Много впечатлений привез я с собой в Омск, и самое главное было то, что Омск для этих даже недалеких от него деревень был тридевятым царством, а деревня была для Омска тридесятым государством.

Печальные новости

Вологодский уезжал из Омска в уверенности, что положение на фронте скоро улучшится. В Боровом ему докладывал начальник милиции, что местные евреи «прыгают от радости, говорят, что большевики скоро возьмут Екатеринбург».

– Отчего же им радоваться?

– Да как же, ведь большевики-то им «свои».

Приезжаем в Омск – оказывается, Екатеринбург сдан. Отступления нет. Происходит паническое бегство. Где и как остановится фронт, сказать трудно.

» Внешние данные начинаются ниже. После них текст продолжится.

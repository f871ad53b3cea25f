//! Apply unified diff patches to a file inside the workspace.

use std::sync::Arc;

use async_trait::async_trait;
use serde_json::{Value, json};

use crate::workspace::WorkspaceFs;

use super::traits::{Tool, ToolCategory, ToolResult};

pub struct PatchTool {
    workspace: Arc<WorkspaceFs>,
}

impl PatchTool {
    pub fn new(workspace: Arc<WorkspaceFs>) -> Self {
        Self { workspace }
    }
}

#[async_trait]
impl Tool for PatchTool {
    fn name(&self) -> &str {
        "patch"
    }

    fn description(&self) -> &str {
        "Apply a unified diff to a file relative to the workspace root. \
         Reports a conflict instead of erroring when the patch does not apply cleanly."
    }

    fn parameters_schema(&self) -> Value {
        json!({
            "type": "object",
            "properties": {
                "path": { "type": "string", "description": "Path relative to the workspace root." },
                "diff": { "type": "string", "description": "Unified diff content to apply." },
                "dry_run": {
                    "type": "boolean",
                    "description": "If true, validate without writing (default: false)."
                }
            },
            "required": ["path", "diff"]
        })
    }

    fn category(&self) -> ToolCategory {
        ToolCategory::Core
    }

    async fn execute(&self, args: Value) -> Result<ToolResult, String> {
        let path = args
            .get("path")
            .and_then(Value::as_str)
            .ok_or("missing required argument 'path'")?;
        let diff_content = args
            .get("diff")
            .and_then(Value::as_str)
            .ok_or("missing required argument 'diff'")?;
        let dry_run = args.get("dry_run").and_then(Value::as_bool).unwrap_or(false);

        let original = self
            .workspace
            .read_to_string(path)
            .map_err(|e| format!("failed to read '{path}': {e}"))?;

        let patch = diffy::Patch::from_str(diff_content).map_err(|e| format!("failed to parse diff: {e}"))?;

        match diffy::apply(&original, &patch) {
            Ok(patched) => {
                if dry_run {
                    return Ok(ToolResult::ok(format!("patch would apply cleanly to '{path}' (dry run)"))
                        .with_metadata(json!({ "path": path, "dry_run": true, "conflicts": false })));
                }
                self.workspace
                    .write(path, patched.as_bytes())
                    .map_err(|e| format!("failed to write '{path}': {e}"))?;
                Ok(ToolResult::ok(format!("patch applied to '{path}'"))
                    .with_metadata(json!({ "path": path, "conflicts": false })))
            }
            Err(e) => Ok(ToolResult::err(format!("patch conflict in '{path}': {e}"))
                .with_metadata(json!({ "path": path, "conflicts": true }))),
        }
    }
}

#[cfg(test)]
mod tests {
    use super::*;
    use serde_json::json;

    fn workspace_with(path: &str, content: &str) -> Arc<WorkspaceFs> {
        let dir = tempfile::tempdir().unwrap();
        let ws = WorkspaceFs::new(dir.path()).unwrap();
        ws.write(path, content.as_bytes()).unwrap();
        Arc::new(ws)
    }

    #[tokio::test]
    async fn applies_clean_patch() {
        let ws = workspace_with("test.txt", "hello world\n");
        let diff = "--- test.txt\n+++ test.txt\n@@ -1 +1 @@\n-hello world\n+hello universe\n";
        let tool = PatchTool::new(ws.clone());
        let r = tool.execute(json!({"path": "test.txt", "diff": diff})).await.unwrap();
        assert!(r.success);
        assert_eq!(ws.read_to_string("test.txt").unwrap(), "hello universe\n");
    }

    #[tokio::test]
    async fn dry_run_does_not_modify() {
        let ws = workspace_with("test.txt", "original\n");
        let diff = "--- test.txt\n+++ test.txt\n@@ -1 +1 @@\n-original\n+modified\n";
        let tool = PatchTool::new(ws.clone());
        let r = tool
            .execute(json!({"path": "test.txt", "diff": diff, "dry_run": true}))
            .await
            .unwrap();
        assert!(r.success);
        assert_eq!(ws.read_to_string("test.txt").unwrap(), "original\n");
    }

    #[tokio::test]
    async fn conflict_is_reported_not_errored() {
        let ws = workspace_with("test.txt", "different content\n");
        let diff = "--- test.txt\n+++ test.txt\n@@ -1 +1 @@\n-hello world\n+hello universe\n";
        let tool = PatchTool::new(ws);
        let r = tool.execute(json!({"path": "test.txt", "diff": diff})).await.unwrap();
        assert!(!r.success);
        assert!(r.output.contains("conflict"));
    }
}
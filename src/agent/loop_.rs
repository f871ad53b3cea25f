//! `AgentCore` — the core reasoning loop engine.
//!
//! Grounded in the teacher's `AgentLoop`/`AgentConfig`/`AgentMessage` shape
//! (`agent/loop_.rs`): a `build_context → LLM.complete → dispatch tool calls
//! → loop` algorithm, generalized here into the five suspension points this
//! runtime's concurrency model names — pre-drain, awaiting the model,
//! awaiting a tool, during compaction, and pause/resume — and driven by an
//! explicit state machine rather than a single linear `for` loop.

use std::sync::Arc;
use std::sync::atomic::{AtomicU64, Ordering as AtomicOrdering};
use std::time::Duration;

use parking_lot::Mutex as SyncMutex;
use serde::{Deserialize, Serialize};
use thiserror::Error;
use tokio::sync::{Mutex as AsyncMutex, Notify, watch};
use tokio_util::sync::CancellationToken;

use crate::ai::provider::{LLMProvider, ModelError};
use crate::ai::types::{CompletionRequest, Message, ToolSchema};
use crate::logging::{EnhancedLogEntry, EnhancedLogger, LogCategory};
use crate::status::{AgentState, AgentStatus, StatusBus};
use crate::tools::{ToolProfile, ToolRegistry, COMPLETE_TASK, MANAGE_CONTEXT};
use crate::workspace::WorkspaceFs;

use super::context::{ContextError, ContextManager};
use super::prompt_queue::PromptQueue;
use super::tool_parser::parse_tool_calls;

/// Whether a `complete_task` call ends the whole run or just the current
/// sub-task. See the Open Question resolution this implements: continuous
/// mode is the default for a main agent, task-scoped for every worker.
#[derive(Debug, Clone, Copy, PartialEq, Eq, Serialize, Deserialize)]
#[serde(rename_all = "snake_case")]
pub enum RunMode {
    Continuous,
    TaskScoped,
}

#[derive(Debug, Clone)]
pub struct AgentConfig {
    pub model: String,
    pub summarizer_model: String,
    pub temperature: Option<f32>,
    pub max_tokens: Option<u32>,
    pub max_turns: Option<usize>,
    pub context_max_tokens: usize,
    pub compaction_threshold: f64,
    pub model_call_timeout: Duration,
    pub tool_timeout: Duration,
    pub run_mode: RunMode,
    pub tool_profile: ToolProfile,
}

impl Default for AgentConfig {
    fn default() -> Self {
        Self {
            model: "gpt-4o".to_string(),
            summarizer_model: "gpt-4o-mini".to_string(),
            temperature: Some(0.7),
            max_tokens: Some(4096),
            max_turns: None,
            context_max_tokens: 128_000,
            compaction_threshold: 0.8,
            model_call_timeout: Duration::from_secs(120),
            tool_timeout: Duration::from_secs(30),
            run_mode: RunMode::TaskScoped,
            tool_profile: ToolProfile::Full,
        }
    }
}

#[derive(Debug, Clone, Copy, PartialEq, Eq, Serialize, Deserialize)]
#[serde(rename_all = "snake_case")]
pub enum CompletionReason {
    Finished,
    Stuck,
    Blocked,
    Error,
}

#[derive(Debug, Clone, Serialize, Deserialize)]
pub struct CompletionRecord {
    pub reason: CompletionReason,
    pub summary: String,
    pub output: Option<String>,
}

#[derive(Debug, Error)]
pub enum AgentError {
    #[error("goal must be non-empty to start the agent")]
    RejectGoalEmpty,
    #[error("operation not valid from state {0:?}")]
    InvalidState(AgentState),
    #[error("model error: {0}")]
    Model(#[from] ModelError),
}

enum TurnOutcome {
    Continue,
    Stopped,
    Completed(CompletionRecord),
}

/// A single agent: pairs a `ContextManager` with a `ModelClient` and a
/// `ToolRegistry`, behind the state machine spec.md names.
pub struct AgentCore {
    config: AgentConfig,
    model: Arc<dyn LLMProvider>,
    tools: Arc<ToolRegistry>,
    workspace: Arc<WorkspaceFs>,
    context: AsyncMutex<ContextManager>,
    queue: Arc<PromptQueue>,
    status_bus: Arc<StatusBus>,
    logger: Arc<EnhancedLogger>,
    state_tx: watch::Sender<AgentState>,
    state_rx: watch::Receiver<AgentState>,
    resume_notify: Notify,
    cancel: SyncMutex<CancellationToken>,
    loop_count: AtomicU64,
    total_tokens: AtomicU64,
    completed_this_reply: SyncMutex<bool>,
}
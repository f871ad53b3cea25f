//! A deterministic, network-free provider used in tests and as the CLI's
//! default when no real provider is configured.
//!
//! Never emits tool calls; always finishes with `FinishReason::Stop`. Useful
//! for exercising the agent loop, prompt queue, and lifecycle machinery
//! without a live model.

use async_trait::async_trait;

use crate::ai::provider::{LLMProvider, ModelError};
use crate::ai::types::{CompletionRequest, CompletionResponse, FinishReason, Usage};

pub struct EchoProvider {
    context_limit: usize,
}

impl EchoProvider {
    pub fn new() -> Self {
        Self { context_limit: 128_000 }
    }
}

impl Default for EchoProvider {
    fn default() -> Self {
        Self::new()
    }
}

#[async_trait]
impl LLMProvider for EchoProvider {
    async fn complete(&self, request: CompletionRequest) -> Result<CompletionResponse, ModelError> {
        let last_user = request
            .messages
            .iter()
            .rev()
            .find(|m| matches!(m.role, crate::ai::types::MessageRole::User))
            .map(|m| m.content.clone())
            .unwrap_or_default();

        let content = format!("echo: {last_user}");
        let tokens = crate::ai::context::estimate_tokens(&content) as u32;

        Ok(CompletionResponse {
            content,
            tool_calls: Vec::new(),
            model: request.model,
            usage: Usage {
                prompt_tokens: crate::ai::context::estimate_total_tokens(&request.messages) as u32,
                completion_tokens: tokens,
                total_tokens: tokens,
            },
            finish_reason: FinishReason::Stop,
        })
    }

    fn context_limit(&self) -> usize {
        self.context_limit
    }

    fn supports_tools(&self) -> bool {
        false
    }

    fn provider_name(&self) -> &str {
        "echo"
    }
}
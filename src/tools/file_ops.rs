use std::sync::Arc;

use async_trait::async_trait;
use serde_json::{Value, json};

use crate::workspace::WorkspaceFs;

use super::traits::{Tool, ToolCategory, ToolResult};

fn required_str<'a>(args: &'a Value, key: &str) -> Result<&'a str, String> {
    args.get(key)
        .and_then(Value::as_str)
        .ok_or_else(|| format!("missing required argument '{key}'"))
}

// ─── FileReadTool ────────────────────────────────────────────────────────────

pub struct FileReadTool {
    workspace: Arc<WorkspaceFs>,
}

impl FileReadTool {
    pub fn new(workspace: Arc<WorkspaceFs>) -> Self {
        Self { workspace }
    }
}

#[async_trait]
impl Tool for FileReadTool {
    fn name(&self) -> &str {
        "file_read"
    }

    fn description(&self) -> &str {
        "Read the contents of a file relative to the workspace root."
    }

    fn parameters_schema(&self) -> Value {
        json!({
            "type": "object",
            "properties": {
                "path": { "type": "string", "description": "Path relative to the workspace root." },
                "max_lines": {
                    "type": "integer",
                    "description": "Maximum number of lines to return (default: all)."
                }
            },
            "required": ["path"]
        })
    }

    fn category(&self) -> ToolCategory {
        ToolCategory::Core
    }

    async fn execute(&self, args: Value) -> Result<ToolResult, String> {
        let path = required_str(&args, "path")?;
        let max_lines = args.get("max_lines").and_then(Value::as_u64).map(|n| n as usize);

        let contents = self
            .workspace
            .read_to_string(path)
            .map_err(|e| format!("failed to read '{path}': {e}"))?;

        let output = match max_lines {
            Some(n) => contents.lines().take(n).collect::<Vec<_>>().join("\n"),
            None => contents,
        };

        Ok(ToolResult::ok(output).with_metadata(json!({ "path": path })))
    }
}

// ─── FileWriteTool ───────────────────────────────────────────────────────────

pub struct FileWriteTool {
    workspace: Arc<WorkspaceFs>,
}

impl FileWriteTool {
    pub fn new(workspace: Arc<WorkspaceFs>) -> Self {
        Self { workspace }
    }
}

#[async_trait]
impl Tool for FileWriteTool {
    fn name(&self) -> &str {
        "file_write"
    }

    fn description(&self) -> &str {
        "Write content to a file relative to the workspace root, creating or overwriting it."
    }

    fn parameters_schema(&self) -> Value {
        json!({
            "type": "object",
            "properties": {
                "path":    { "type": "string", "description": "Path relative to the workspace root." },
                "content": { "type": "string", "description": "Content to write." }
            },
            "required": ["path", "content"]
        })
    }

    fn category(&self) -> ToolCategory {
        ToolCategory::Core
    }

    async fn execute(&self, args: Value) -> Result<ToolResult, String> {
        let path = required_str(&args, "path")?;
        let content = required_str(&args, "content")?;

        self.workspace
            .write(path, content.as_bytes())
            .map_err(|e| format!("failed to write '{path}': {e}"))?;

        Ok(ToolResult::ok(format!("wrote {} bytes to '{path}'", content.len()))
            .with_metadata(json!({ "path": path, "bytes": content.len() })))
    }
}

// ─── FileListTool ────────────────────────────────────────────────────────────

pub struct FileListTool {
    workspace: Arc<WorkspaceFs>,
}

impl FileListTool {
    pub fn new(workspace: Arc<WorkspaceFs>) -> Self {
        Self { workspace }
    }
}

#[async_trait]
impl Tool for FileListTool {
    fn name(&self) -> &str {
        "file_list"
    }

    fn description(&self) -> &str {
        "List files under a directory relative to the workspace root, recursively."
    }

    fn parameters_schema(&self) -> Value {
        json!({
            "type": "object",
            "properties": {
                "path": { "type": "string", "description": "Directory relative to the workspace root." }
            },
            "required": ["path"]
        })
    }

    fn category(&self) -> ToolCategory {
        ToolCategory::Core
    }

    async fn execute(&self, args: Value) -> Result<ToolResult, String> {
        let path = required_str(&args, "path")?;

        let entries = self
            .workspace
            .list(path)
            .map_err(|e| format!("failed to list '{path}': {e}"))?;

        Ok(ToolResult::ok(entries.join("\n")).with_metadata(json!({ "count": entries.len() })))
    }
}

// ─── FileDeleteTool ──────────────────────────────────────────────────────────

pub struct FileDeleteTool {
    workspace: Arc<WorkspaceFs>,
}

impl FileDeleteTool {
    pub fn new(workspace: Arc<WorkspaceFs>) -> Self {
        Self { workspace }
    }
}

#[async_trait]
impl Tool for FileDeleteTool {
    fn name(&self) -> &str {
        "file_delete"
    }

    fn description(&self) -> &str {
        "Delete a file or directory relative to the workspace root."
    }

    fn parameters_schema(&self) -> Value {
        json!({
            "type": "object",
            "properties": {
                "path": { "type": "string", "description": "Path relative to the workspace root." }
            },
            "required": ["path"]
        })
    }

    fn category(&self) -> ToolCategory {
        ToolCategory::Core
    }

    async fn execute(&self, args: Value) -> Result<ToolResult, String> {
        let path = required_str(&args, "path")?;
        self.workspace
            .delete(path)
            .map_err(|e| format!("failed to delete '{path}': {e}"))?;
        Ok(ToolResult::ok(format!("deleted '{path}'")))
    }
}

#[cfg(test)]
mod tests {
    use super::*;

    fn workspace() -> Arc<WorkspaceFs> {
        let dir = tempfile::tempdir().unwrap();
        Arc::new(WorkspaceFs::new(dir.path()).unwrap())
    }

    #[tokio::test]
    async fn write_then_read() {
        let ws = workspace();
        FileWriteTool::new(ws.clone())
            .execute(json!({"path": "a.txt", "content": "hello"}))
            .await
            .unwrap();
        let r = FileReadTool::new(ws).execute(json!({"path": "a.txt"})).await.unwrap();
        assert_eq!(r.output, "hello");
    }

    #[tokio::test]
    async fn read_respects_max_lines() {
        let ws = workspace();
        FileWriteTool::new(ws.clone())
            .execute(json!({"path": "lines.txt", "content": "a\nb\nc\nd"}))
            .await
            .unwrap();
        let r = FileReadTool::new(ws)
            .execute(json!({"path": "lines.txt", "max_lines": 2}))
            .await
            .unwrap();
        assert_eq!(r.output.lines().count(), 2);
    }

    #[tokio::test]
    async fn list_and_delete() {
        let ws = workspace();
        FileWriteTool::new(ws.clone())
            .execute(json!({"path": "sub/file.txt", "content": "x"}))
            .await
            .unwrap();

        let r = FileListTool::new(ws.clone()).execute(json!({"path": "."})).await.unwrap();
        assert!(r.output.contains("sub/file.txt"));

        FileDeleteTool::new(ws.clone())
            .execute(json!({"path": "sub/file.txt"}))
            .await
            .unwrap();
        assert!(!ws.exists("sub/file.txt"));
    }

    #[tokio::test]
    async fn read_missing_file_errors() {
        let ws = workspace();
        let r = FileReadTool::new(ws).execute(json!({"path": "missing.txt"})).await;
        assert!(r.is_err());
    }
}
//! Dual-format tool-call parser for LLM responses.
//!
//! Supports two formats that the LLM may use to express a tool call:
//!
//! # Format 1 — OpenAI JSON
//! The response content is a JSON object containing a `tool_calls` array:
//!
//! ```json
//! {
//!   "tool_calls": [
//!     { "id": "call_abc", "type": "function",
//!       "function": { "name": "file_read", "arguments": "{\"path\": \"x.txt\"}" } }
//!   ]
//! }
//! ```
//!
//! # Format 2 — XML inline
//! The response is free-form text containing one or more `<tool_call>` tags:
//!
//! ```xml
//! I'll read the file now.
//! <tool_call>{"name": "file_read", "arguments": {"path": "x.txt"}}</tool_call>
//! ```
//!
//! Both formats may carry an optional `tool_description` alongside `name`/
//! `arguments`; it is extracted separately and never leaks into the
//! arguments object handed to a tool handler.

use serde_json::Value;

/// A tool invocation extracted from an LLM response.
#[derive(Debug, Clone, PartialEq)]
pub struct ParsedToolCall {
    pub name: String,
    pub arguments: Value,
    /// Present in OpenAI JSON format; synthesized by the caller otherwise.
    pub call_id: Option<String>,
    pub tool_description: Option<String>,
}

/// Parse all tool calls from an LLM response string.
///
/// Tries the JSON format first; if the content is not a valid JSON object
/// with `tool_calls`, falls back to scanning for XML `<tool_call>` tags.
/// Returns an empty `Vec` when no tool calls are found.
pub fn parse_tool_calls(content: &str) -> Vec<ParsedToolCall> {
    if let Some(calls) = try_parse_json(content) {
        if !calls.is_empty() {
            return calls;
        }
    }
    parse_xml(content)
}

fn try_parse_json(content: &str) -> Option<Vec<ParsedToolCall>> {
    let trimmed = content.trim();
    let obj: Value = serde_json::from_str(trimmed).ok()?;
    let tool_calls = obj.get("tool_calls")?.as_array()?;

    let mut result = Vec::new();
    for entry in tool_calls {
        let func = entry.get("function")?;
        let name = func.get("name")?.as_str()?.to_string();
        let call_id = entry.get("id").and_then(|v| v.as_str()).map(str::to_string);
        let tool_description = func
            .get("tool_description")
            .and_then(Value::as_str)
            .map(str::to_string);

        let mut arguments = match func.get("arguments") {
            Some(Value::String(s)) => serde_json::from_str(s).unwrap_or(Value::Object(Default::default())),
            Some(v) => v.clone(),
            None => Value::Object(Default::default()),
        };
        strip_tool_description(&mut arguments);

        result.push(ParsedToolCall {
            name,
            arguments,
            call_id,
            tool_description,
        });
    }
    Some(result)
}

fn parse_xml(content: &str) -> Vec<ParsedToolCall> {
    const OPEN: &str = "<tool_call>";
    const CLOSE: &str = "</tool_call>";

    let mut result = Vec::new();
    let mut remaining = content;

    while let Some(start) = remaining.find(OPEN) {
        remaining = &remaining[start + OPEN.len()..];
        let end = match remaining.find(CLOSE) {
            Some(i) => i,
            None => break,
        };
        let body = remaining[..end].trim();
        remaining = &remaining[end + CLOSE.len()..];

        if let Some(call) = parse_xml_body(body) {
            result.push(call);
        }
    }
    result
}

fn parse_xml_body(body: &str) -> Option<ParsedToolCall> {
    let obj: Value = serde_json::from_str(body).ok()?;
    let name = obj.get("name")?.as_str()?.to_string();
    let tool_description = obj.get("tool_description").and_then(Value::as_str).map(str::to_string);
    let mut arguments = obj.get("arguments").cloned().unwrap_or(Value::Object(Default::default()));
    strip_tool_description(&mut arguments);

    Some(ParsedToolCall {
        name,
        arguments,
        call_id: None,
        tool_description,
    })
}

fn strip_tool_description(arguments: &mut Value) {
    if let Some(obj) = arguments.as_object_mut() {
        obj.remove("tool_description");
    }
}

#[cfg(test)]
mod tests {
    use super::*;

    #[test]
    fn xml_single_tool_call() {
        let content = r#"Let me check that.
<tool_call>{"name": "file_read", "arguments": {"path": "a.txt"}}</tool_call>
Done."#;
        let calls = parse_tool_calls(content);
        assert_eq!(calls.len(), 1);
        assert_eq!(calls[0].name, "file_read");
        assert_eq!(calls[0].arguments["path"], "a.txt");
        assert!(calls[0].call_id.is_none());
    }

    #[test]
    fn xml_extracts_tool_description_separately() {
        let content = r#"<tool_call>{"name": "file_write", "tool_description": "saving the draft", "arguments": {"path": "a.txt", "content": "x"}}</tool_call>"#;
        let calls = parse_tool_calls(content);
        assert_eq!(calls[0].tool_description.as_deref(), Some("saving the draft"));
        assert!(calls[0].arguments.get("tool_description").is_none());
    }

    #[test]
    fn xml_multiple_tool_calls() {
        let content = r#"<tool_call>{"name": "file_read", "arguments": {"path": "/a"}}</tool_call>
<tool_call>{"name": "file_read", "arguments": {"path": "/b"}}</tool_call>"#;
        let calls = parse_tool_calls(content);
        assert_eq!(calls.len(), 2);
        assert_eq!(calls[0].arguments["path"], "/a");
        assert_eq!(calls[1].arguments["path"], "/b");
    }

    #[test]
    fn xml_no_tool_calls() {
        assert!(parse_tool_calls("The answer is 42.").is_empty());
    }

    #[test]
    fn xml_malformed_json_skipped() {
        let content = r#"<tool_call>not json</tool_call>
<tool_call>{"name": "valid_tool", "arguments": {}}</tool_call>"#;
        let calls = parse_tool_calls(content);
        assert_eq!(calls.len(), 1);
        assert_eq!(calls[0].name, "valid_tool");
    }

    #[test]
    fn xml_unclosed_tag_stops_parsing() {
        let content = r#"<tool_call>{"name": "orphan""#;
        assert!(parse_tool_calls(content).is_empty());
    }

    #[test]
    fn json_single_tool_call() {
        let content = r#"{
  "tool_calls": [
    { "id": "call_xyz", "type": "function",
      "function": { "name": "file_read", "arguments": "{\"path\": \"a.txt\"}" } }
  ]
}"#;
        let calls = parse_tool_calls(content);
        assert_eq!(calls.len(), 1);
        assert_eq!(calls[0].name, "file_read");
        assert_eq!(calls[0].arguments["path"], "a.txt");
        assert_eq!(calls[0].call_id.as_deref(), Some("call_xyz"));
    }

    #[test]
    fn json_arguments_as_object_not_string() {
        let content = r#"{"tool_calls": [
            {"type": "function",
             "function": {"name": "my_tool", "arguments": {"key": "value"}}}
        ]}"#;
        let calls = parse_tool_calls(content);
        assert_eq!(calls[0].arguments["key"], "value");
    }

    #[test]
    fn json_empty_tool_calls_falls_back_to_xml_scan() {
        let content = r#"{"tool_calls": []}
<tool_call>{"name": "fallback", "arguments": {}}</tool_call>"#;
        let calls = parse_tool_calls(content);
        assert_eq!(calls.len(), 1);
        assert_eq!(calls[0].name, "fallback");
    }

    #[test]
    fn plain_text_returns_empty() {
        assert!(parse_tool_calls("I don't need any tools.").is_empty());
    }
}
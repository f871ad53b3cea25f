pub mod context;
pub mod loop_;
pub mod prompt_queue;
pub mod tool_parser;

pub use context::{ContextError, ContextManager};
pub use loop_::{AgentConfig, AgentCore, AgentError, CompletionRecord, CompletionReason, RunMode};
pub use prompt_queue::{Priority, PromptQueue, PromptQueueItem};
pub use tool_parser::{ParsedToolCall, parse_tool_calls};
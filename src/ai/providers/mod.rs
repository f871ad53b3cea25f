pub mod echo;
#[cfg(feature = "http-provider")]
pub mod openai_compatible;
pub mod reliable;

pub use reliable::RetryingModelClient;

Состоятельные люди начинают эвакуироваться.

Настроение у всех возбужденное. Как всегда при неудачах, ищут виновного и придумывают средства спасения.

Увольнение генерала Хорвата

Первое заседание Совета министров, на которое я попал после возвращения из поездки, началось с вопроса об устранении генерала Хорвата от должности Верховного уполномоченного. Это было 15 июля.

Со времени назначения на должность председателя Государственного экономического совещания, последовавшего за провалом моей кандидатуры на должность товарища председателя Совета министров, я не мог быть посвящен во все тайны высшей политики. Они были доступны только членам Совета Верховного правителя. С каждым месяцем политическое значение этого Совета чувствовалось все сильнее. Совет министров еще в феврале – марте утратил свое влияние, преобладающее значение приобрели адмирал Колчак с Советом, который, по идее его создателей, должен был служить постоянной связью между Верховным правителем и правительством.

Совет Верховного правителя обсуждал и решал все важнейшие политические и международные вопросы, и министры узнавали о них только случайно или в связи с оформлением уже принятого решения каким-нибудь актом, проходившим через Совет министров.

Так был решен вопрос о генерале Хорвате.

Незадолго до моей поездки был как-то разговор о необходимости изменить систему управления Дальним Востоком в смысле большей централизации власти. Особенно горячо высказывались в пользу этого Пепеляев и Сукин. Первый находил, что авторитет Омского правительства на Востоке слаб потому, что там существует особое управление, которое строится независимо от центра, а по существу себя не оправдывает; Сукин же был недоволен, что все важнейшие вопросы внешней политики Сибири разрешались во Владивостоке, а не в Омске.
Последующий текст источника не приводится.